**AIM OF THE EXERCISE**:
Wherever the string "overlay" appears in the entries below, return the line that holds it.

**Items from a dataset**:
_ _ _ _ _ _ _
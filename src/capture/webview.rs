//! Webview-delegated renderers.
//!
//! The `vector` and `raster` strategies cannot run outside the page: the
//! overlay layer renders the selected element (DOM serialization or canvas
//! rasterization) and posts the result back as a PNG data URL. This module
//! owns that round trip — job ids, the reply channel, the timeout, and
//! decoding the data URL into raw PNG bytes.

use std::collections::HashMap;
use std::sync::atomic::{AtomicU64, Ordering};
use std::sync::mpsc::{sync_channel, SyncSender};
use std::sync::{Arc, Mutex, RwLock};
use std::time::Duration;

use base64::engine::general_purpose::STANDARD;
use base64::Engine;
use serde::Serialize;

use crate::capture::{CaptureBackend, CaptureError, CaptureMode, CaptureRequest};
use crate::page::NodeId;

/// How long a renderer may take before the pipeline moves on.
pub const RENDER_TIMEOUT: Duration = Duration::from_secs(8);

const DATA_URL_PREFIX: &str = "data:image/png;base64,";
const PNG_MAGIC: [u8; 8] = [0x89, 0x50, 0x4E, 0x47, 0x0D, 0x0A, 0x1A, 0x0A];

/// A render request as sent to the overlay layer.
#[derive(Debug, Clone, Serialize)]
#[serde(rename_all = "camelCase")]
pub struct RenderJob {
    pub job: u64,
    pub mode: CaptureMode,
    pub node: NodeId,
    pub device_pixel_ratio: f64,
}

type RenderReply = Result<String, String>;
type Dispatcher = Box<dyn Fn(&RenderJob) -> Result<(), String> + Send + Sync>;

/// Pending render jobs and the channel back from the webview.
///
/// `capture()` blocks on the reply (it runs on a blocking task); the reply
/// arrives through a Tauri command that calls [`RenderBridge::resolve`].
pub struct RenderBridge {
    next_job: AtomicU64,
    pending: Mutex<HashMap<u64, SyncSender<RenderReply>>>,
    dispatcher: RwLock<Option<Dispatcher>>,
}

impl RenderBridge {
    pub fn new() -> Self {
        Self {
            next_job: AtomicU64::new(0),
            pending: Mutex::new(HashMap::new()),
            dispatcher: RwLock::new(None),
        }
    }

    /// Install the function that carries a job into the webview. Called once
    /// at app setup, when the app handle exists.
    pub fn set_dispatcher<F>(&self, dispatcher: F)
    where
        F: Fn(&RenderJob) -> Result<(), String> + Send + Sync + 'static,
    {
        *self.dispatcher.write().unwrap() = Some(Box::new(dispatcher));
    }

    /// Resolve a job from the webview. Unknown ids are ignored — a reply
    /// that arrives after its timeout has already fallen through.
    pub fn resolve(&self, job: u64, reply: RenderReply) {
        let sender = self.pending.lock().unwrap().remove(&job);
        match sender {
            Some(tx) => {
                let _ = tx.send(reply);
            }
            None => log::warn!("render reply for unknown job {job} dropped"),
        }
    }

    fn request(&self, job: RenderJob, timeout: Duration) -> Result<String, CaptureError> {
        let (tx, rx) = sync_channel(1);
        self.pending.lock().unwrap().insert(job.job, tx);

        let dispatched = match self.dispatcher.read().unwrap().as_ref() {
            Some(dispatch) => dispatch(&job),
            None => Err("no render dispatcher installed".to_string()),
        };
        if let Err(reason) = dispatched {
            self.pending.lock().unwrap().remove(&job.job);
            return Err(CaptureError::Renderer(reason));
        }

        match rx.recv_timeout(timeout) {
            Ok(Ok(data_url)) => Ok(data_url),
            Ok(Err(reason)) => Err(CaptureError::Renderer(reason)),
            Err(_) => {
                self.pending.lock().unwrap().remove(&job.job);
                Err(CaptureError::RendererTimeout(timeout))
            }
        }
    }

    fn next_job_id(&self) -> u64 {
        self.next_job.fetch_add(1, Ordering::Relaxed) + 1
    }
}

impl Default for RenderBridge {
    fn default() -> Self {
        Self::new()
    }
}

/// One webview-delegated strategy (`vector` or `raster`).
pub struct WebviewRenderer {
    mode: CaptureMode,
    bridge: Arc<RenderBridge>,
    timeout: Duration,
}

impl WebviewRenderer {
    pub fn new(mode: CaptureMode, bridge: Arc<RenderBridge>) -> Self {
        debug_assert!(mode != CaptureMode::Screen, "screen mode never renders in the webview");
        Self {
            mode,
            bridge,
            timeout: RENDER_TIMEOUT,
        }
    }
}

impl CaptureBackend for WebviewRenderer {
    fn mode(&self) -> CaptureMode {
        self.mode
    }

    fn capture(&self, request: &CaptureRequest) -> Result<Vec<u8>, CaptureError> {
        let job = RenderJob {
            job: self.bridge.next_job_id(),
            mode: self.mode,
            node: request.node,
            device_pixel_ratio: request.device_pixel_ratio,
        };
        log::info!("render job {} ('{}') for {}", job.job, self.mode, request.descriptor.label());
        let data_url = self.bridge.request(job, self.timeout)?;
        decode_png_data_url(&data_url)
    }
}

/// Strip the `data:image/png;base64,` prefix and decode the payload,
/// verifying the PNG signature so a renderer cannot hand back junk.
pub fn decode_png_data_url(data_url: &str) -> Result<Vec<u8>, CaptureError> {
    let payload = data_url
        .strip_prefix(DATA_URL_PREFIX)
        .ok_or_else(|| CaptureError::InvalidImageData("not a PNG data URL".to_string()))?;

    let bytes = STANDARD
        .decode(payload.trim())
        .map_err(|e| CaptureError::InvalidImageData(format!("base64: {e}")))?;

    if bytes.len() < PNG_MAGIC.len() || bytes[..PNG_MAGIC.len()] != PNG_MAGIC {
        return Err(CaptureError::InvalidImageData(
            "missing PNG signature".to_string(),
        ));
    }

    Ok(bytes)
}

#[cfg(test)]
mod tests {
    use super::*;
    use std::thread;

    fn png_data_url() -> String {
        let mut bytes = PNG_MAGIC.to_vec();
        bytes.extend_from_slice(&[0, 0, 0, 13]);
        format!("{DATA_URL_PREFIX}{}", STANDARD.encode(bytes))
    }

    #[test]
    fn decodes_valid_data_url() {
        let bytes = decode_png_data_url(&png_data_url()).unwrap();
        assert_eq!(&bytes[..8], &PNG_MAGIC);
    }

    #[test]
    fn rejects_wrong_prefix() {
        let err = decode_png_data_url("data:image/jpeg;base64,AAAA").unwrap_err();
        assert!(matches!(err, CaptureError::InvalidImageData(_)));
    }

    #[test]
    fn rejects_non_png_payload() {
        let url = format!("{DATA_URL_PREFIX}{}", STANDARD.encode(b"not a png"));
        let err = decode_png_data_url(&url).unwrap_err();
        assert!(matches!(err, CaptureError::InvalidImageData(_)));
    }

    #[test]
    fn round_trip_through_the_bridge() {
        let bridge = Arc::new(RenderBridge::new());
        bridge.set_dispatcher({
            let bridge = Arc::downgrade(&bridge);
            move |job: &RenderJob| {
                // Answer from another thread, like the webview would.
                let bridge = bridge.clone();
                let job_id = job.job;
                thread::spawn(move || {
                    if let Some(bridge) = bridge.upgrade() {
                        bridge.resolve(job_id, Ok(png_data_url()));
                    }
                });
                Ok(())
            }
        });

        let renderer = WebviewRenderer::new(CaptureMode::Vector, bridge);
        let request = CaptureRequest {
            node: NodeId(1),
            descriptor: crate::page::NodeDescriptor {
                tag: "div".into(),
                id: None,
                first_class: None,
            },
            viewport_rect: crate::geom::Rect::new(0.0, 0.0, 10.0, 10.0),
            page_rect: crate::geom::Rect::new(0.0, 0.0, 10.0, 10.0),
            screen_rect: crate::geom::Rect::new(0.0, 0.0, 10.0, 10.0),
            device_pixel_ratio: 1.0,
        };
        let bytes = renderer.capture(&request).unwrap();
        assert_eq!(&bytes[..8], &PNG_MAGIC);
    }

    #[test]
    fn renderer_error_propagates() {
        let bridge = Arc::new(RenderBridge::new());
        bridge.set_dispatcher({
            let bridge = Arc::downgrade(&bridge);
            move |job: &RenderJob| {
                let bridge = bridge.clone();
                let job_id = job.job;
                thread::spawn(move || {
                    if let Some(bridge) = bridge.upgrade() {
                        bridge.resolve(job_id, Err("canvas tainted".to_string()));
                    }
                });
                Ok(())
            }
        });

        let renderer = WebviewRenderer::new(CaptureMode::Raster, bridge);
        let request = CaptureRequest {
            node: NodeId(1),
            descriptor: crate::page::NodeDescriptor {
                tag: "div".into(),
                id: None,
                first_class: None,
            },
            viewport_rect: crate::geom::Rect::new(0.0, 0.0, 10.0, 10.0),
            page_rect: crate::geom::Rect::new(0.0, 0.0, 10.0, 10.0),
            screen_rect: crate::geom::Rect::new(0.0, 0.0, 10.0, 10.0),
            device_pixel_ratio: 1.0,
        };
        let err = renderer.capture(&request).unwrap_err();
        assert!(matches!(err, CaptureError::Renderer(_)));
    }

    #[test]
    fn missing_dispatcher_is_a_renderer_error() {
        let bridge = RenderBridge::new();
        let job = RenderJob {
            job: bridge.next_job_id(),
            mode: CaptureMode::Vector,
            node: NodeId(0),
            device_pixel_ratio: 1.0,
        };
        let err = bridge.request(job, Duration::from_millis(10)).unwrap_err();
        assert!(matches!(err, CaptureError::Renderer(_)));
    }

    #[test]
    fn late_reply_is_ignored() {
        let bridge = RenderBridge::new();
        // No such job pending; must not panic.
        bridge.resolve(42, Ok(png_data_url()));
    }
}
_ _ _ _ _ _ _
**SOLUTION FOR THIS EXERCISE**:
//! overlay layer renders the selected element (DOM serialization or canvas
/// A render request as sent to the overlay layer.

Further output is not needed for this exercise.